Irish Cream Cheesecake
1-1/2 cups chocolate cookie crumbs
1/3 cup confectioners' sugar
1/3 cup unsweetened cocoa powder
1/4 cup butter
3 pkgs. (8 oz. each) cream cheese, softened
1-1/4 cups sugar
1/4 cup unsweetened cocoa powder
3 tablespoons all-purpose flour
1/2 cup sour cream
1/4 cup Irish cream liqueur
Preheat oven to 350ºF. In a large bowl, mix together the cookie crumbs, confectioners' sugar and 1/3 cup cocoa. Add melted butter and stir until well mixed. Pat into the bottom of a 9-inch springform pan. Bake in
preheated oven for 10 minutes; set aside. Increase oven temperature to 450ºF.

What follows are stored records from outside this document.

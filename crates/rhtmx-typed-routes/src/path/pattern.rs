//! Segment classification for route path patterns
//!
//! Pure functional parsing of `react-router`-style patterns
//! (`users/:id/posts/:postId?/*`) into typed segments.
//! All functions are **pure**: same input → same output, no side effects.

/// Name under which a catch-all segment's value is stored
pub const WILDCARD: &str = "*";

/// Represents different types of path pattern segments
///
/// # Examples
///
/// ```
/// use rhtmx_typed_routes::path::pattern::{classify_segment, PatternSegment};
///
/// assert!(matches!(classify_segment("about"), PatternSegment::Static(_)));
/// assert!(matches!(classify_segment(":id"), PatternSegment::Required(_)));
/// assert!(matches!(classify_segment(":id?"), PatternSegment::Optional(_)));
/// assert!(matches!(classify_segment("*"), PatternSegment::Wildcard));
/// ```
#[derive(Debug, Clone, PartialEq, Eq)]
pub enum PatternSegment<'a> {
    /// Catch-all segment: `*` or `*?`
    Wildcard,
    /// Optional parameter: `:id?`
    Optional(&'a str),
    /// Required parameter: `:id`
    Required(&'a str),
    /// Static text segment
    Static(&'a str),
}

impl PatternSegment<'_> {
    /// Parameter name carried by this segment, if any
    pub fn param_name(&self) -> Option<&str> {
        match self {
            PatternSegment::Wildcard => Some(WILDCARD),
            PatternSegment::Optional(name) | PatternSegment::Required(name) => Some(*name),
            PatternSegment::Static(_) => None,
        }
    }
}

/// Classifies a single segment (pure function)
///
/// # Parsing Rules (evaluated in order)
///
/// 1. **Wildcard**: `*` or `*?`
/// 2. **Optional param**: `:name?`
/// 3. **Required param**: `:name`
/// 4. **Static**: any other text
pub fn classify_segment(segment: &str) -> PatternSegment<'_> {
    if segment == "*" || segment == "*?" {
        return PatternSegment::Wildcard;
    }

    match segment.strip_prefix(':') {
        Some(param) => match param.strip_suffix('?') {
            Some(name) => PatternSegment::Optional(name),
            None => PatternSegment::Required(param),
        },
        None => PatternSegment::Static(segment),
    }
}

/// Iterates the classified segments of a pattern
pub fn segments(pattern: &str) -> impl Iterator<Item = PatternSegment<'_>> {
    pattern
        .split('/')
        .filter(|s| !s.is_empty())
        .map(classify_segment)
}
//! Path pattern utilities: analysis, joining and templating
//!
//! All functions are **pure**: given same input, always produce same output with no side effects.
//!
//! Patterns are relative (`users/:id`); the absolute form is derived on demand.

use std::collections::BTreeMap;

use crate::error::{Result, RouteError};

pub mod pattern;
pub use pattern::{classify_segment, PatternSegment, WILDCARD};

/// Parameter names found in a path pattern
#[derive(Debug, Clone, Default, PartialEq, Eq)]
pub struct PathParams {
    /// Every parameter name, in pattern order (wildcard last)
    pub all: Vec<String>,
    /// Names whose value may be absent (`:name?` and the wildcard)
    pub optional: Vec<String>,
}

impl PathParams {
    pub fn contains(&self, name: &str) -> bool {
        self.all.iter().any(|p| p == name)
    }

    pub fn is_optional(&self, name: &str) -> bool {
        self.optional.iter().any(|p| p == name)
    }

    /// Names that must be supplied when filling the pattern
    pub fn required(&self) -> impl Iterator<Item = &str> {
        self.all
            .iter()
            .filter(|name| !self.is_optional(name))
            .map(String::as_str)
    }
}

/// Parses a pattern into its parameter names
///
/// A `*` segment anywhere in the pattern stands for the trailing catch-all,
/// whose captured value is always optional.
///
/// # Examples
///
/// ```
/// use rhtmx_typed_routes::path::parse_path;
///
/// let params = parse_path("users/:id/posts/:postId?/*");
/// assert_eq!(params.all, vec!["id", "postId", "*"]);
/// assert_eq!(params.optional, vec!["postId", "*"]);
/// ```
pub fn parse_path(pattern: &str) -> PathParams {
    let mut params = PathParams::default();
    let mut has_wildcard = false;

    for segment in pattern::segments(pattern) {
        match segment {
            PatternSegment::Wildcard => has_wildcard = true,
            PatternSegment::Optional(name) => {
                if !params.contains(name) {
                    params.all.push(name.to_string());
                    params.optional.push(name.to_string());
                }
            }
            PatternSegment::Required(name) => {
                if !params.contains(name) {
                    params.all.push(name.to_string());
                }
            }
            PatternSegment::Static(_) => {}
        }
    }

    if has_wildcard {
        params.all.push(WILDCARD.to_string());
        params.optional.push(WILDCARD.to_string());
    }

    params
}

/// Removes every wildcard segment that is not the last one
///
/// Ancestors declare `*` so that nested routes can match beneath them; once
/// a child path is appended the star is no longer meaningful.
///
/// # Examples
///
/// ```
/// use rhtmx_typed_routes::path::remove_intermediate_stars;
///
/// assert_eq!(remove_intermediate_stars("test/*/child/*?/:id"), "test/child/:id");
/// assert_eq!(remove_intermediate_stars("test/*"), "test/*");
/// ```
pub fn remove_intermediate_stars(pattern: &str) -> String {
    let segments: Vec<&str> = pattern.split('/').collect();
    let last = segments.len().saturating_sub(1);

    segments
        .iter()
        .enumerate()
        .filter(|(i, segment)| *i == last || !matches!(**segment, "*" | "*?"))
        .map(|(_, segment)| *segment)
        .collect::<Vec<_>>()
        .join("/")
}

/// Absolute form of a relative pattern
///
/// ```
/// use rhtmx_typed_routes::path::to_absolute;
///
/// assert_eq!(to_absolute(Some("users/:id")), Some("/users/:id".to_string()));
/// assert_eq!(to_absolute(None), None);
/// ```
pub fn to_absolute(pattern: Option<&str>) -> Option<String> {
    pattern.map(|p| format!("/{p}"))
}

/// Concatenates a parent and a child pattern
///
/// An empty or absent side yields the other side unchanged.
///
/// ```
/// use rhtmx_typed_routes::path::join_paths;
///
/// assert_eq!(join_paths(Some("test"), Some("child")), Some("test/child".to_string()));
/// assert_eq!(join_paths(Some(""), Some("child")), Some("child".to_string()));
/// assert_eq!(join_paths(None, None), None);
/// ```
pub fn join_paths(parent: Option<&str>, child: Option<&str>) -> Option<String> {
    match (parent, child) {
        (Some(p), Some(c)) if !p.is_empty() && !c.is_empty() => Some(format!("{p}/{c}")),
        (Some(p), Some(c)) if p.is_empty() => Some(c.to_string()),
        (Some(p), _) => Some(p.to_string()),
        (None, c) => c.map(str::to_string),
    }
}

/// Checks the slash invariant of a declared pattern
pub fn validate_path(path: &str) -> Result<()> {
    if path.starts_with('/') || path.ends_with('/') {
        return Err(RouteError::InvalidPath {
            path: path.to_string(),
        });
    }
    Ok(())
}

/// Fills a pattern with already-serialized param values
///
/// Missing or empty optional params and wildcard values drop their segment;
/// a missing required param is an error, an empty one fills an empty segment
/// (`users//edit`). Named values are percent-encoded, the wildcard keeps its
/// `/` separators.
///
/// # Examples
///
/// ```
/// use rhtmx_typed_routes::path::fill;
/// use std::collections::BTreeMap;
///
/// let mut params = BTreeMap::new();
/// params.insert("id".to_string(), "a b".to_string());
/// params.insert("*".to_string(), "docs/intro".to_string());
///
/// assert_eq!(fill("users/:id/:tab?/*", &params).unwrap(), "/users/a%20b/docs/intro");
/// ```
pub fn fill(pattern: &str, params: &BTreeMap<String, String>) -> Result<String> {
    let segments: Vec<String> = pattern::segments(pattern)
        .map(|segment| match segment {
            PatternSegment::Static(text) => Ok(Some(text.to_string())),
            PatternSegment::Required(name) => params
                .get(name)
                .map(|v| Some(urlencoding::encode(v).into_owned()))
                .ok_or_else(|| RouteError::MissingParam(name.to_string())),
            PatternSegment::Optional(name) => Ok(params
                .get(name)
                .filter(|v| !v.is_empty())
                .map(|v| urlencoding::encode(v).into_owned())),
            PatternSegment::Wildcard => Ok(params
                .get(WILDCARD)
                .filter(|v| !v.is_empty())
                .map(|v| {
                    v.split('/')
                        .map(|piece| urlencoding::encode(piece).into_owned())
                        .collect::<Vec<_>>()
                        .join("/")
                })),
        })
        .collect::<Result<Vec<_>>>()?
        .into_iter()
        .flatten()
        .collect();

    Ok(format!("/{}", segments.join("/")))
}

#[cfg(test)]
mod tests {
    use super::*;

    #[test]
    fn test_parse_path_static() {
        assert_eq!(parse_path("about"), PathParams::default());
    }

    #[test]
    fn test_parse_path_required_and_optional() {
        let params = parse_path("users/:id/:tab?");
        assert_eq!(params.all, vec!["id", "tab"]);
        assert_eq!(params.optional, vec!["tab"]);
        assert_eq!(params.required().collect::<Vec<_>>(), vec!["id"]);
    }

    #[test]
    fn test_parse_path_wildcard_anywhere_is_trailing() {
        let params = parse_path("files/*/:id");
        assert_eq!(params.all, vec!["id", "*"]);
        assert!(params.is_optional("*"));
    }

    #[test]
    fn test_parse_path_optional_wildcard() {
        let params = parse_path("files/*?");
        assert_eq!(params.all, vec!["*"]);
        assert_eq!(params.optional, vec!["*"]);
    }

    #[test]
    fn test_remove_intermediate_stars_idempotent() {
        for pattern in ["a/*/b/*", "*/*?/*", "a/b", "", "*", "a/*?/b"] {
            let once = remove_intermediate_stars(pattern);
            assert_eq!(remove_intermediate_stars(&once), once, "pattern {pattern}");
        }
    }

    #[test]
    fn test_remove_intermediate_stars_keeps_trailing() {
        assert_eq!(remove_intermediate_stars("*/*"), "*");
        assert_eq!(remove_intermediate_stars("a/*?"), "a/*?");
        assert_eq!(remove_intermediate_stars("*/b"), "b");
    }

    #[test]
    fn test_join_paths() {
        assert_eq!(join_paths(Some("test"), Some("child")).as_deref(), Some("test/child"));
        assert_eq!(join_paths(Some(""), Some("child")).as_deref(), Some("child"));
        assert_eq!(join_paths(Some("test"), Some("")).as_deref(), Some("test"));
        assert_eq!(join_paths(Some(""), Some("")).as_deref(), Some(""));
        assert_eq!(join_paths(Some("test"), None).as_deref(), Some("test"));
        assert_eq!(join_paths(None, Some("child")).as_deref(), Some("child"));
        assert_eq!(join_paths(None, None), None);
    }

    #[test]
    fn test_validate_path() {
        assert!(validate_path("users/:id").is_ok());
        assert!(validate_path("").is_ok());
        assert!(validate_path("/users").is_err());
        assert!(validate_path("users/").is_err());
    }

    #[test]
    fn test_fill_missing_required() {
        let err = fill("users/:id", &BTreeMap::new()).unwrap_err();
        assert_eq!(err, RouteError::MissingParam("id".to_string()));
    }

    #[test]
    fn test_fill_keeps_empty_required_segment() {
        let mut params = BTreeMap::new();
        params.insert("id".to_string(), String::new());
        assert_eq!(fill("users/:id/edit", &params).unwrap(), "/users//edit");

        params.insert("tab".to_string(), String::new());
        params.insert("*".to_string(), String::new());
        assert_eq!(fill("users/:id/:tab?/*", &params).unwrap(), "/users/");
    }

    #[test]
    fn test_fill_drops_missing_optional() {
        assert_eq!(fill("users/:id?/edit", &BTreeMap::new()).unwrap(), "/users/edit");
        assert_eq!(fill("", &BTreeMap::new()).unwrap(), "/");
    }
}
//! 任务列表与 ID 分配
//!
//! `TaskStore` 持有内存中的任务序列（按插入顺序）以及分配器状态：
//! 下一个新 ID `next_id` 和回收队列 `deleted_ids`（先回收先复用）。
//! 每次变更后都会把完整状态作为一条 JSON 记录写回存储。
//!
//! 持久化格式：
//!
//! ```text
//! { "tasks": [{ "id": 1, "description": "...", "completed": false }],
//!   "nextId": 2,
//!   "deletedIds": [] }
//! ```

use std::collections::VecDeque;
use std::fmt;

use serde::{Deserialize, Serialize};
use serde_json::Value;

use crate::error::{Result, TaskError};
use crate::storage::KeyValueStore;

/// 任务记录所在的存储 key
pub const STORAGE_KEY: &str = "tasks";

/// 任务数据
#[derive(Debug, Clone, PartialEq, Eq, Serialize, Deserialize)]
pub struct Task {
    pub id: u32,
    pub description: String,
    #[serde(default)]
    pub completed: bool,
}

impl Task {
    /// 完成状态的显示文本
    pub fn status_label(&self) -> &'static str {
        if self.completed {
            "Completed"
        } else {
            "Not Completed"
        }
    }
}

impl fmt::Display for Task {
    fn fmt(&self, f: &mut fmt::Formatter<'_>) -> fmt::Result {
        write!(f, "{}: {} - {}", self.id, self.description, self.status_label())
    }
}

/// 写盘时的记录结构
#[derive(Serialize)]
#[serde(rename_all = "camelCase")]
struct PersistedState<'a> {
    tasks: &'a [Task],
    next_id: u32,
    deleted_ids: &'a VecDeque<u32>,
}

/// 从记录中恢复出的状态
#[derive(Debug, Default, PartialEq)]
struct RestoredState {
    tasks: Vec<Task>,
    next_id: u32,
    deleted_ids: VecDeque<u32>,
}

/// 没有持久化 nextId 时，从任务列表推算；最大 ID 已到 u32 上限时返回 `None`
fn fresh_next_id(tasks: &[Task]) -> Option<u32> {
    match tasks.iter().map(|t| t.id).max() {
        Some(max) => max.checked_add(1),
        None => Some(1),
    }
}

/// 解析持久化记录，任何损坏都降级为空列表而不是报错
fn decode_state(raw: &str) -> RestoredState {
    let value: Value = match serde_json::from_str(raw) {
        Ok(v) => v,
        Err(e) => {
            tracing::warn!(error = %e, "persisted tasks are not valid JSON, starting empty");
            return RestoredState {
                next_id: 1,
                ..Default::default()
            };
        }
    };

    let mut tasks = match value.get("tasks") {
        Some(list @ Value::Array(_)) => match Vec::<Task>::deserialize(list) {
            Ok(tasks) => tasks,
            Err(e) => {
                tracing::warn!(error = %e, "persisted task list is malformed, resetting");
                Vec::new()
            }
        },
        other => {
            tracing::warn!(found = ?other, "persisted tasks is not an array, resetting");
            Vec::new()
        }
    };

    // nextId 只在缺失（或无效）时推算，否则原样采用
    let persisted_next_id = value
        .get("nextId")
        .and_then(Value::as_u64)
        .and_then(|n| u32::try_from(n).ok())
        .filter(|&n| n >= 1);
    let next_id = match persisted_next_id {
        Some(n) => n,
        None => fresh_next_id(&tasks).unwrap_or_else(|| {
            tracing::warn!("persisted task ids exhaust the id space, resetting");
            tasks.clear();
            1
        }),
    };

    let deleted_ids = value
        .get("deletedIds")
        .and_then(|v| VecDeque::<u32>::deserialize(v).ok())
        .unwrap_or_default();

    RestoredState {
        tasks,
        next_id,
        deleted_ids,
    }
}

/// 任务仓库
#[derive(Debug)]
pub struct TaskStore<S: KeyValueStore> {
    storage: S,
    tasks: Vec<Task>,
    next_id: u32,
    deleted_ids: VecDeque<u32>,
}

impl<S: KeyValueStore> TaskStore<S> {
    /// 从存储加载；记录不存在时得到空仓库
    ///
    /// 只有存储本身读失败才返回错误，记录内容损坏会被容忍。
    pub fn load(storage: S) -> Result<Self> {
        let state = match storage.get(STORAGE_KEY)? {
            Some(raw) => decode_state(&raw),
            None => RestoredState {
                next_id: 1,
                ..Default::default()
            },
        };

        tracing::debug!(
            tasks = state.tasks.len(),
            next_id = state.next_id,
            reclaimed = state.deleted_ids.len(),
            "loaded task store"
        );

        Ok(Self {
            storage,
            tasks: state.tasks,
            next_id: state.next_id,
            deleted_ids: state.deleted_ids,
        })
    }

    /// 添加任务，返回分配的 ID
    ///
    /// 优先复用回收队列头部的 ID，否则取 `next_id` 并递增。
    pub fn add(&mut self, description: impl Into<String>) -> Result<u32> {
        let id = match self.deleted_ids.pop_front() {
            Some(id) => id,
            None => {
                let id = self.next_id;
                self.next_id = id
                    .checked_add(1)
                    .ok_or_else(|| TaskError::invalid_data("id space exhausted"))?;
                id
            }
        };

        self.tasks.push(Task {
            id,
            description: description.into(),
            completed: false,
        });
        tracing::debug!(id, "added task");

        self.save()?;
        Ok(id)
    }

    /// 全部任务（插入顺序）
    pub fn list(&self) -> &[Task] {
        &self.tasks
    }

    pub fn get(&self, id: u32) -> Option<&Task> {
        self.tasks.iter().find(|t| t.id == id)
    }

    /// 切换完成状态，返回切换后的状态
    pub fn toggle(&mut self, id: u32) -> Result<bool> {
        let task = self
            .tasks
            .iter_mut()
            .find(|t| t.id == id)
            .ok_or(TaskError::NotFound(id))?;
        task.completed = !task.completed;
        let completed = task.completed;
        tracing::debug!(id, completed, "toggled task");

        self.save()?;
        Ok(completed)
    }

    /// 删除任务，ID 进入回收队列尾部
    pub fn remove(&mut self, id: u32) -> Result<Task> {
        let index = self
            .tasks
            .iter()
            .position(|t| t.id == id)
            .ok_or(TaskError::NotFound(id))?;
        let task = self.tasks.remove(index);
        self.deleted_ids.push_back(id);
        tracing::debug!(id, "removed task");

        self.save()?;
        Ok(task)
    }

    /// 修改任务描述（空描述由调用方拦截）
    pub fn rename(&mut self, id: u32, description: impl Into<String>) -> Result<()> {
        let task = self
            .tasks
            .iter_mut()
            .find(|t| t.id == id)
            .ok_or(TaskError::NotFound(id))?;
        task.description = description.into();
        tracing::debug!(id, "renamed task");

        self.save()
    }

    /// 大小写不敏感的子串搜索，保持原顺序
    pub fn search(&self, query: &str) -> Vec<&Task> {
        let needle = query.to_lowercase();
        self.tasks
            .iter()
            .filter(|t| t.description.to_lowercase().contains(&needle))
            .collect()
    }

    #[cfg(test)]
    pub fn next_id(&self) -> u32 {
        self.next_id
    }

    /// 回收队列（队首最先被复用）
    #[cfg(test)]
    pub fn deleted_ids(&self) -> &VecDeque<u32> {
        &self.deleted_ids
    }

    #[cfg(test)]
    pub fn into_storage(self) -> S {
        self.storage
    }

    /// 把任务列表、nextId、回收队列作为一条记录整体写回
    fn save(&mut self) -> Result<()> {
        let record = PersistedState {
            tasks: &self.tasks,
            next_id: self.next_id,
            deleted_ids: &self.deleted_ids,
        };
        let json = serde_json::to_string(&record)?;
        self.storage.set(STORAGE_KEY, &json)
    }
}

#[cfg(test)]
mod tests {
    use super::*;
    use crate::storage::{FileStore, MemoryStore};

    fn empty_store() -> TaskStore<MemoryStore> {
        TaskStore::load(MemoryStore::new()).unwrap()
    }

    fn store_with(raw: &str) -> TaskStore<MemoryStore> {
        let mut storage = MemoryStore::new();
        storage.set(STORAGE_KEY, raw).unwrap();
        TaskStore::load(storage).unwrap()
    }

    #[test]
    fn test_empty_load() {
        let store = empty_store();
        assert!(store.list().is_empty());
        assert_eq!(store.next_id(), 1);
        assert!(store.deleted_ids().is_empty());
    }

    #[test]
    fn test_add_assigns_id_and_not_completed() {
        let mut store = empty_store();
        let id = store.add("Write report").unwrap();

        assert_eq!(id, 1);
        let task = store.get(id).unwrap();
        assert_eq!(task.description, "Write report");
        assert!(!task.completed);
        assert_eq!(task.to_string(), "1: Write report - Not Completed");
        assert_eq!(store.next_id(), 2);
    }

    #[test]
    fn test_removed_id_is_reused_first() {
        let mut store = empty_store();
        store.add("a").unwrap();
        store.add("b").unwrap();
        store.add("c").unwrap();

        store.remove(2).unwrap();
        assert_eq!(store.deleted_ids(), &VecDeque::from([2]));

        assert_eq!(store.add("d").unwrap(), 2);
        assert_eq!(store.add("e").unwrap(), 4);
        assert_eq!(store.next_id(), 5);

        let ids: Vec<u32> = store.list().iter().map(|t| t.id).collect();
        assert_eq!(ids, vec![1, 3, 2, 4]);
    }

    #[test]
    fn test_reclaim_queue_is_fifo() {
        let mut store = empty_store();
        for d in ["a", "b", "c"] {
            store.add(d).unwrap();
        }
        store.remove(3).unwrap();
        store.remove(1).unwrap();

        assert_eq!(store.add("x").unwrap(), 3);
        assert_eq!(store.add("y").unwrap(), 1);
        assert_eq!(store.add("z").unwrap(), 4);
    }

    #[test]
    fn test_toggle_twice_restores_state() {
        let mut store = empty_store();
        let id = store.add("Toggle me").unwrap();

        assert!(store.toggle(id).unwrap());
        assert_eq!(store.get(id).unwrap().to_string(), "1: Toggle me - Completed");
        assert!(!store.toggle(id).unwrap());
        assert!(!store.get(id).unwrap().completed);
    }

    #[test]
    fn test_missing_id_leaves_store_unchanged() {
        let mut store = empty_store();

        let err = store.toggle(999).unwrap_err();
        assert!(err.is_not_found());
        assert_eq!(err.to_string(), "No task found with ID 999.");
        assert!(store.remove(999).unwrap_err().is_not_found());
        assert!(store.rename(999, "x").unwrap_err().is_not_found());

        assert!(store.list().is_empty());
        assert!(store.deleted_ids().is_empty());
        assert_eq!(store.next_id(), 1);
        // 未变更就不写盘
        assert_eq!(store.into_storage().get(STORAGE_KEY).unwrap(), None);
    }

    #[test]
    fn test_rename() {
        let mut store = empty_store();
        let id = store.add("old").unwrap();
        store.rename(id, "new").unwrap();
        assert_eq!(store.get(id).unwrap().description, "new");
    }

    #[test]
    fn test_search_case_insensitive_in_order() {
        let mut store = empty_store();
        store.add("Buy Milk").unwrap();
        store.add("Walk dog").unwrap();
        store.add("milkshake recipe").unwrap();

        let hits: Vec<u32> = store.search("milk").iter().map(|t| t.id).collect();
        assert_eq!(hits, vec![1, 3]);
        assert!(store.search("MILK").len() == 2);
        assert!(store.search("cat").is_empty());
    }

    #[test]
    fn test_every_mutation_persists() {
        let mut store = empty_store();
        store.add("a").unwrap();
        store.add("b").unwrap();
        store.toggle(1).unwrap();
        store.remove(2).unwrap();
        store.rename(1, "renamed").unwrap();

        let raw = store.into_storage().get(STORAGE_KEY).unwrap().unwrap();
        let value: Value = serde_json::from_str(&raw).unwrap();
        assert_eq!(
            value,
            serde_json::json!({
                "tasks": [{ "id": 1, "description": "renamed", "completed": true }],
                "nextId": 3,
                "deletedIds": [2]
            })
        );
    }

    #[test]
    fn test_round_trip() {
        let mut store = empty_store();
        store.add("one").unwrap();
        store.add("two").unwrap();
        store.add("three").unwrap();
        store.toggle(3).unwrap();
        store.remove(1).unwrap();

        let tasks = store.list().to_vec();
        let next_id = store.next_id();
        let deleted = store.deleted_ids().clone();

        let reloaded = TaskStore::load(store.into_storage()).unwrap();
        assert_eq!(reloaded.list(), tasks.as_slice());
        assert_eq!(reloaded.next_id(), next_id);
        assert_eq!(reloaded.deleted_ids(), &deleted);
    }

    #[test]
    fn test_round_trip_through_files() {
        let dir = tempfile::tempdir().unwrap();

        let mut store = TaskStore::load(FileStore::new(dir.path())).unwrap();
        store.add("persist me").unwrap();
        store.add("and me").unwrap();
        store.remove(1).unwrap();
        drop(store);

        let mut store = TaskStore::load(FileStore::new(dir.path())).unwrap();
        assert_eq!(store.list().len(), 1);
        assert_eq!(store.add("reused").unwrap(), 1);
    }

    #[test]
    fn test_persisted_next_id_is_trusted() {
        let store = store_with(
            r#"{"tasks":[{"id":7,"description":"x","completed":false}],"nextId":3,"deletedIds":[]}"#,
        );
        assert_eq!(store.next_id(), 3);
    }

    #[test]
    fn test_missing_next_id_is_recomputed() {
        let store = store_with(
            r#"{"tasks":[{"id":4,"description":"a","completed":false},{"id":9,"description":"b","completed":true}]}"#,
        );
        assert_eq!(store.next_id(), 10);
        assert!(store.deleted_ids().is_empty());
        assert_eq!(store.list().len(), 2);
    }

    #[test]
    fn test_non_array_tasks_resets_list() {
        let store = store_with(r#"{"tasks":"oops","nextId":5,"deletedIds":[2]}"#);
        assert!(store.list().is_empty());
        assert_eq!(store.next_id(), 5);
        assert_eq!(store.deleted_ids(), &VecDeque::from([2]));
    }

    #[test]
    fn test_garbage_record_is_tolerated() {
        let store = store_with("not json at all");
        assert!(store.list().is_empty());
        assert_eq!(store.next_id(), 1);

        let store = store_with(r#"{"tasks":[{"id":"x"}]}"#);
        assert!(store.list().is_empty());
        assert_eq!(store.next_id(), 1);
    }

    #[test]
    fn test_add_fails_cleanly_when_id_space_exhausted() {
        let mut store = store_with(r#"{"tasks":[],"nextId":4294967295,"deletedIds":[]}"#);
        assert_eq!(store.next_id(), u32::MAX);

        let err = store.add("x").unwrap_err();
        assert!(matches!(err, TaskError::InvalidData(_)));
        assert!(store.list().is_empty());
        assert_eq!(store.next_id(), u32::MAX);
        // 记录未被改写
        let raw = store.into_storage().get(STORAGE_KEY).unwrap().unwrap();
        assert!(raw.contains("4294967295"));
    }

    #[test]
    fn test_add_still_reuses_ids_when_counter_exhausted() {
        let mut store = store_with(r#"{"tasks":[],"nextId":4294967295,"deletedIds":[3]}"#);
        assert_eq!(store.add("reused").unwrap(), 3);
        assert!(store.add("fresh").is_err());
        assert_eq!(store.list().len(), 1);
    }

    #[test]
    fn test_max_task_id_without_next_id_is_tolerated() {
        let store = store_with(
            r#"{"tasks":[{"id":4294967295,"description":"edge","completed":false}]}"#,
        );
        assert!(store.list().is_empty());
        assert_eq!(store.next_id(), 1);
    }
}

In a large bowl, combine cream cheese, white sugar, 1/4 cup cocoa and flour. Beat at medium speed until well blended and smooth. Add eggs one at a time, mixing well after each addition. Blend in the sour cream and Irish cream liqueur; mixing on low speed. Pour filling over baked crust.
Bake at 450ºF for 10 minutes. Reduce oven temperature to 250ºF, and continue baking for 60 minutes.
With a knife, loosen cake from rim of pan. Let cool, then remove the rim of pan. Chill before serving. If your cake cracks, a helpful tip is to dampen a spatula and smooth the top, then sprinkle with some chocolate wafer crumbs.